### PROBLEM
In the entries that follow, the line with "use tokio::task::JoinHandle;" opens the range and the line with "the firing mode." closes it; repeat that range exactly, both lines included.

Recorded data

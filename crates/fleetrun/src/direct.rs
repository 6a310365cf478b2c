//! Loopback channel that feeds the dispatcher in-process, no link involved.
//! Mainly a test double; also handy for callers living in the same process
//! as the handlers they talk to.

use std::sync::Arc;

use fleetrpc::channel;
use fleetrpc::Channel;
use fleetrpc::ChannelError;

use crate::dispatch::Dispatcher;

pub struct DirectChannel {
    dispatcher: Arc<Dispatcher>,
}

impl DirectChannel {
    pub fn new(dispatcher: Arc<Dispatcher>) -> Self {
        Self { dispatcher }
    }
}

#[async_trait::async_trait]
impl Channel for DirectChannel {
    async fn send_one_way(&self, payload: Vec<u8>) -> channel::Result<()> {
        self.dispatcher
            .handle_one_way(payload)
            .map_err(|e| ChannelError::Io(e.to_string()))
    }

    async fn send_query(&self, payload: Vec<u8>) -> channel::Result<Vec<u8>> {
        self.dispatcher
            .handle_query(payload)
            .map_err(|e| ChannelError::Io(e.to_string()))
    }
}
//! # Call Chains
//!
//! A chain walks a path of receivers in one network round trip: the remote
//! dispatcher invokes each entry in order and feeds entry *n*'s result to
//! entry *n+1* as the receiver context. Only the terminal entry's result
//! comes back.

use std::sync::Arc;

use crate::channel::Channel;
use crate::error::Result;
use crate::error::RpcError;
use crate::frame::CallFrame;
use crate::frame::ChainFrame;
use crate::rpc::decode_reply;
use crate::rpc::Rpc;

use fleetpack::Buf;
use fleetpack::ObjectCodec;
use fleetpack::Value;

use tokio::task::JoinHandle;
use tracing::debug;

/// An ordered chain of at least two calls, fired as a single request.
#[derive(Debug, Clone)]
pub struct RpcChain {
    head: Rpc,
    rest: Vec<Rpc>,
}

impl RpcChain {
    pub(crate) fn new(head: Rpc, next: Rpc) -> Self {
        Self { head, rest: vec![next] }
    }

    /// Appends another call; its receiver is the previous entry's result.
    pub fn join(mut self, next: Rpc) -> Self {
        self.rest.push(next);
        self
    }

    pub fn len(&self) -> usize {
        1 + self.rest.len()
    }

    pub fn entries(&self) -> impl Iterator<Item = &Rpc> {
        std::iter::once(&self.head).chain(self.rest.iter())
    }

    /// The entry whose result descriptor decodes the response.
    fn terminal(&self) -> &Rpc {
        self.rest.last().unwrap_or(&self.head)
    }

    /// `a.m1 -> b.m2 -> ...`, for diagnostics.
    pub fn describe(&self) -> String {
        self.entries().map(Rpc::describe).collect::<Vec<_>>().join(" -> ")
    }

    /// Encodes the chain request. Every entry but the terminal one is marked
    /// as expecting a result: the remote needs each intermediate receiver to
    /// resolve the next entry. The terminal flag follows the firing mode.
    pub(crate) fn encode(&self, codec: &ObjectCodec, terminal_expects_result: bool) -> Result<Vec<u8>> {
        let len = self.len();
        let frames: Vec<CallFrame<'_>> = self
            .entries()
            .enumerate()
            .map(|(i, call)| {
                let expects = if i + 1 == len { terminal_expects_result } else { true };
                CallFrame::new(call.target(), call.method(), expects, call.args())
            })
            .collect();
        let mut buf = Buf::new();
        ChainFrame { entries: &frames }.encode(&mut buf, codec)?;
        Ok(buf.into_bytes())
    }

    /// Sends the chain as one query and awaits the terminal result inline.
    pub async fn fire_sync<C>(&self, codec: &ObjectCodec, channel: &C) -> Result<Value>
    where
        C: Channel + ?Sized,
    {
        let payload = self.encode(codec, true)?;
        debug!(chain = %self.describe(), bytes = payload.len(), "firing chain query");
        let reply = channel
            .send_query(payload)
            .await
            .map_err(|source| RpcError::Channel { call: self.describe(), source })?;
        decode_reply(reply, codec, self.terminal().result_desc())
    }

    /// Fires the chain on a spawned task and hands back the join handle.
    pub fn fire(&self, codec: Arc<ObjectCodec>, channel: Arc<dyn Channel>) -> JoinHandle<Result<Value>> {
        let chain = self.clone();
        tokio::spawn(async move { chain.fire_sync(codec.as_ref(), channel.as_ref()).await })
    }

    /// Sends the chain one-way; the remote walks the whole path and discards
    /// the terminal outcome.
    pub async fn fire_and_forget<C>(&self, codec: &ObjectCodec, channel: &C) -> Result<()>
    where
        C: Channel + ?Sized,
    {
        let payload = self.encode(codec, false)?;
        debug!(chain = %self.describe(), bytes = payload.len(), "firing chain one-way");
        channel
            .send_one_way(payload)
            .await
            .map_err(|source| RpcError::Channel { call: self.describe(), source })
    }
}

### ANSWER FOR THIS EXERCISE
use tokio::task::JoinHandle;
use tracing::debug;

/// An ordered chain of at least two calls, fired as a single request.
#[derive(Debug, Clone)]
pub struct RpcChain {
    head: Rpc,
    rest: Vec<Rpc>,
}

impl RpcChain {
    pub(crate) fn new(head: Rpc, next: Rpc) -> Self {
        Self { head, rest: vec![next] }
    }

    /// Appends another call; its receiver is the previous entry's result.
    pub fn join(mut self, next: Rpc) -> Self {
        self.rest.push(next);
        self
    }

    pub fn len(&self) -> usize {
        1 + self.rest.len()
    }

    pub fn entries(&self) -> impl Iterator<Item = &Rpc> {
        std::iter::once(&self.head).chain(self.rest.iter())
    }

    /// The entry whose result descriptor decodes the response.
    fn terminal(&self) -> &Rpc {
        self.rest.last().unwrap_or(&self.head)
    }

    /// `a.m1 -> b.m2 -> ...`, for diagnostics.
    pub fn describe(&self) -> String {
        self.entries().map(Rpc::describe).collect::<Vec<_>>().join(" -> ")
    }

    /// Encodes the chain request. Every entry but the terminal one is marked
    /// as expecting a result: the remote needs each intermediate receiver to
    /// resolve the next entry. The terminal flag follows the firing mode.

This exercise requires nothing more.